Mahasiswa Fakultas Ilmu Pendidikan (FIP) Universitas Negeri Surabaya (Unesa) kembali menghadirkan penelitian yang relevan dengan isu tumbuh kembang anak usia dini. Penelitian yang dilakukan oleh Qurrota Ayunin Nisa ini mengangkat tema pelaksanaan pembelajaran bagi anak usia 4–5 tahun yang mengalami speech delay di TK Al Wahyu Surabaya. Studi ini menjadi sorotan karena meningkatnya kasus keterlambatan bicara pada anak usia dini dalam beberapa tahun terakhir.
Dalam penelitiannya, Qurrota menegaskan bahwa perkembangan bahasa merupakan aspek fundamental dalam proses tumbuh kembang anak. Bahasa berperan sebagai sarana utama anak untuk mengekspresikan pikiran dan perasaan. Fenomena speech delay yang terus meningkat sejak 2018 menunjukkan perlunya strategi pembelajaran yang tepat, terarah, dan berkelanjutan, khususnya di lembaga pendidikan anak usia dini yang menangani anak berkebutuhan khusus.
TK Al Wahyu Surabaya menjadi lokasi penelitian karena komitmennya dalam memberikan layanan pendidikan inklusif.
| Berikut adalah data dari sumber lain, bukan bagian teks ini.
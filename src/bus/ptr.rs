//! # Address table and bus pointers.
//!
//! The address table maps each bus id to exactly one container. A bus whose
//! address policy is `Single` has one address at most; every id resolves to
//! it, and binding it under a different id is a contract violation. A [`BusPtr`]
//! is a counted reference to one of those containers: creating or cloning it
//! calls `add_ref`, dropping it calls `release`. When the last pointer goes
//! away and the container holds no handlers, the container is retired from
//! the table.
//!
//! ```text
//! BusPtr::drop
//!   └─ release() == last holder?
//!        ├─ no  ─► keep
//!        └─ yes ─► container empty? ─► yes ─► remove from table (same Rc only)
//!                                    └─ no  ─► keep
//! ```

use std::cell::RefCell;
use std::collections::HashMap;
use std::fmt;
use std::rc::{Rc, Weak};

use crate::containers::HandlerContainer;
use crate::error::ContractViolation;
use crate::policies::{ContractGuard, HandlerPolicy};

use super::config::BusConfig;
use super::traits::{BusContainer, BusTraits};

pub(crate) type Shared<T> = Rc<RefCell<BusContainer<T>>>;

/// Address table shared by a bus and all pointers it handed out.
pub(crate) struct Context<T: BusTraits> {
    pub(crate) config: BusConfig,
    buses: RefCell<HashMap<T::BusId, Shared<T>>>,
    dispatching: RefCell<Vec<T::BusId>>,
}

impl<T: BusTraits> Context<T> {
    pub(crate) fn new(config: BusConfig) -> Self {
        Self {
            config,
            buses: RefCell::new(HashMap::new()),
            dispatching: RefCell::new(Vec::new()),
        }
    }

    /// Container answering to `id`. Without addressing every id resolves to
    /// the one global address.
    pub(crate) fn find(&self, id: &T::BusId) -> Option<Shared<T>> {
        let buses = self.buses.borrow();
        if T::ADDRESS_POLICY.has_id() {
            buses.get(id).cloned()
        } else {
            buses.values().next().cloned()
        }
    }

    pub(crate) fn find_or_create(&self, id: T::BusId) -> Shared<T> {
        if let Some(existing) = self.find(&id) {
            if !T::ADDRESS_POLICY.has_id() {
                let container = existing.borrow();
                let current = container.bus_id();
                ContractGuard::new(self.config.violation, current).check(*current == id, |bus| {
                    ContractViolation::SingleAddress {
                        bus,
                        id: format!("{id:?}"),
                    }
                });
            }
            return existing;
        }

        let container = Rc::new(RefCell::new(HandlerContainer::with_options(
            id.clone(),
            self.config.violation,
            self.config.slot_reservation().unwrap_or(0),
        )));
        tracing::debug!(
            bus = self.config.name,
            id = ?id,
            policy = T::handler_policy().as_label(),
            "address created"
        );
        self.buses.borrow_mut().insert(id, Rc::clone(&container));
        container
    }

    /// Snapshot of all containers, in broadcast order.
    pub(crate) fn snapshot(&self) -> Vec<Shared<T>> {
        let mut all: Vec<Shared<T>> = self.buses.borrow().values().cloned().collect();
        if T::ADDRESS_POLICY.is_ordered() {
            all.sort_by(|a, b| T::bus_id_order(a.borrow().bus_id(), b.borrow().bus_id()));
        }
        all
    }

    pub(crate) fn enter_dispatch(&self, id: T::BusId) {
        self.dispatching.borrow_mut().push(id);
    }

    pub(crate) fn leave_dispatch(&self) {
        self.dispatching.borrow_mut().pop();
    }

    /// Innermost address being dispatched.
    pub(crate) fn current_dispatch(&self) -> Option<T::BusId> {
        self.dispatching.borrow().last().cloned()
    }

    pub(crate) fn len(&self) -> usize {
        self.buses.borrow().len()
    }

    /// Removes `container` from the table if it is retirable and still the
    /// registered container for its id.
    pub(crate) fn retire(&self, container: &Shared<T>) {
        let removed = {
            let c = container.borrow();
            if !c.is_retirable() {
                return;
            }
            let mut buses = self.buses.borrow_mut();
            let registered = buses
                .get(c.bus_id())
                .is_some_and(|existing| Rc::ptr_eq(existing, container));
            if registered {
                buses.remove(c.bus_id())
            } else {
                None
            }
        };
        if removed.is_some() {
            tracing::debug!(
                bus = self.config.name,
                id = ?container.borrow().bus_id(),
                "address retired"
            );
        }
    }
}

/// Counted reference to one bus address.
///
/// Holding a `BusPtr` keeps the address alive even when it has no handlers.
/// Dispatching through a cached pointer skips the id lookup.
pub struct BusPtr<T: BusTraits> {
    container: Shared<T>,
    context: Weak<Context<T>>,
}

impl<T: BusTraits> BusPtr<T> {
    pub(crate) fn acquire(container: Shared<T>, context: &Rc<Context<T>>) -> Self {
        container.borrow().add_ref();
        Self {
            container,
            context: Rc::downgrade(context),
        }
    }

    pub(crate) fn container(&self) -> &Shared<T> {
        &self.container
    }

    /// Id of the address.
    pub fn bus_id(&self) -> T::BusId {
        self.container.borrow().bus_id().clone()
    }

    /// Handler policy of the address.
    pub fn policy(&self) -> HandlerPolicy {
        self.container.borrow().policy()
    }

    /// Number of handlers linked on the address.
    pub fn handler_count(&self) -> usize {
        self.container.borrow().len()
    }

    /// Number of holders of the address (this pointer included).
    pub fn ref_count(&self) -> u32 {
        self.container.borrow().ref_count()
    }

    /// True if both pointers reference the same container.
    pub fn ptr_eq(&self, other: &Self) -> bool {
        Rc::ptr_eq(&self.container, &other.container)
    }
}

impl<T: BusTraits> Clone for BusPtr<T> {
    fn clone(&self) -> Self {
        self.container.borrow().add_ref();
        Self {
            container: Rc::clone(&self.container),
            context: Weak::clone(&self.context),
        }
    }
}

impl<T: BusTraits> Drop for BusPtr<T> {
    fn drop(&mut self) {
        let last = self.container.borrow().release();
        if last {
            if let Some(context) = self.context.upgrade() {
                context.retire(&self.container);
            }
        }
    }
}

impl<T: BusTraits> fmt::Debug for BusPtr<T> {
    fn fmt(&self, f: &mut fmt::Formatter<'_>) -> fmt::Result {
        f.debug_tuple("BusPtr")
            .field(&*self.container.borrow())
            .finish()
    }
}
//! # Handler containers.
//!
//! A handler container holds the handlers connected to **one** bus address.
//! It is made of two parts:
//!
//! - [`ContainerBase`]: bus id + atomic ref count, shared by every policy;
//! - a storage implementing [`HandlerStorage`]: [`Single`], [`Multiple`] or
//!   [`Ordered`], chosen at compile time.
//!
//! [`HandlerContainer`] glues them together, checks preconditions and keeps
//! track of in-flight dispatch cursors.
//!
//! ## Architecture
//! ```text
//! HandlerContainer<Id, H, S>
//!   ├─ ContainerBase<Id>      bus_id, ref_count (AtomicU32)
//!   ├─ S: HandlerStorage<H>
//!   │    ├─ Single<H>         Option<Weak<H>>          (0..=1)
//!   │    ├─ Multiple<H>       LinkedSlots<Weak<H>>     (newest first)
//!   │    └─ Ordered<H, C>     LinkedSlots<(Weak<H>, C::Key)> + sorted index
//!   └─ cursors                positions of dispatches in progress
//! ```
//!
//! ## Ownership
//! Containers store `Weak<H>` only. A handler owns itself; dropping it without
//! disconnecting leaves an expired node that iteration can skip.

mod base;
mod compare;
mod container;
mod multiple;
mod ordered;
mod single;

use std::sync::{Arc, Weak};

use crate::nodes::NodeKey;
use crate::policies::HandlerPolicy;

pub use base::{bus_id_eq, BusIdHash, ContainerBase};
pub use compare::{Compare, CompareDefault, HandlerCompare};
pub use container::{CursorId, HandlerContainer, Iter};
pub use multiple::Multiple;
pub use ordered::Ordered;
pub use single::Single;

pub(crate) mod sealed {
    pub trait Sealed {}
}

/// Storage strategy behind a [`HandlerContainer`].
///
/// Sealed: the set of policies is closed ([`Single`], [`Multiple`],
/// [`Ordered`]). Navigation works on [`NodeKey`]s; a stale key resolves to
/// nothing.
pub trait HandlerStorage<H: ?Sized>: sealed::Sealed + Sized {
    /// Policy implemented by this storage.
    const POLICY: HandlerPolicy;

    /// Creates an empty storage. `capacity` is a slot reservation hint.
    fn with_capacity(capacity: usize) -> Self;

    /// False if inserting now would break the storage's handler limit.
    fn can_insert(&self) -> bool;

    /// Links `handler` and returns its key.
    fn insert(&mut self, handler: &Arc<H>) -> NodeKey;

    /// Unlinks the node addressed by `key`. Returns false if `key` is unknown.
    fn erase(&mut self, key: NodeKey) -> bool;

    /// Number of linked nodes, expired handlers included.
    fn len(&self) -> usize;

    /// Handle stored under `key`.
    fn get(&self, key: NodeKey) -> Option<&Weak<H>>;

    /// First node in dispatch order.
    fn first(&self) -> Option<NodeKey>;

    /// Last node in dispatch order.
    fn last(&self) -> Option<NodeKey>;

    /// Node after `key` in dispatch order.
    fn next(&self, key: NodeKey) -> Option<NodeKey>;

    /// Node before `key` in dispatch order.
    fn prev(&self, key: NodeKey) -> Option<NodeKey>;
}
Sekolah ini bekerja sama dengan Organisasi Penggerak QIS bersama Kementerian Pendidikan, Kebudayaan, Riset, dan Teknologi (Kemendikbudristek) dalam mengawasi serta mendampingi pelaksanaan pembelajaran bagi anak berkebutuhan khusus. Kolaborasi ini bertujuan memastikan stimulasi dan metode pembelajaran yang digunakan sesuai dengan kebutuhan anak yang mengalami keterlambatan bicara.
Penelitian ini menggunakan pendekatan kualitatif dengan desain studi kasus. Dari tujuh anak yang teridentifikasi mengalami speech delay, dua anak dipilih sebagai responden utama. Pengumpulan data dilakukan melalui observasi, wawancara mendalam, dan dokumentasi, sementara analisis data menggunakan model interaktif Miles dan Huberman yang meliputi reduksi data, penyajian data, dan penarikan kesimpulan.
Hasil penelitian menunjukkan bahwa TK Al Wahyu Surabaya menerapkan tiga metode utama dalam pembelajaran anak dengan speech delay, yaitu metode pembiasaan, metode bercerita, dan metode tanya jawab dengan respon. Metode pembiasaan dilakukan secara konsisten pada awal, tengah, dan akhir pembelajaran melalui lagu, doa, dan tepuk. Metode bercerita diterapkan baik dengan mendorong anak menceritakan pengalaman sederhana maupun melalui cerita yang disampaikan guru menggunakan buku cerita. Sementara itu, metode tanya jawab dengan respon dilakukan secara fleksibel, di mana guru secara langsung mengoreksi pelafalan kata anak dengan cara yang edukatif dan suportif.
Penerapan ketiga metode tersebut terbukti memberikan dampak positif terhadap perkembangan bahasa anak. Anak-anak yang mengalami speech delay mulai menunjukkan peningkatan dalam melafalkan doa serta kata-kata sehari-hari dengan lebih jelas dibandingkan sebelumnya. Penelitian ini diharapkan dapat menjadi referensi bagi pendidik PAUD, orang tua, dan pemangku kebijakan dalam merancang pembelajaran yang efektif bagi anak dengan keterlambatan bicara, sekaligus memperkuat peran Universitas Negeri Surabaya dalam pengembangan pendidikan inklusif berbasis riset.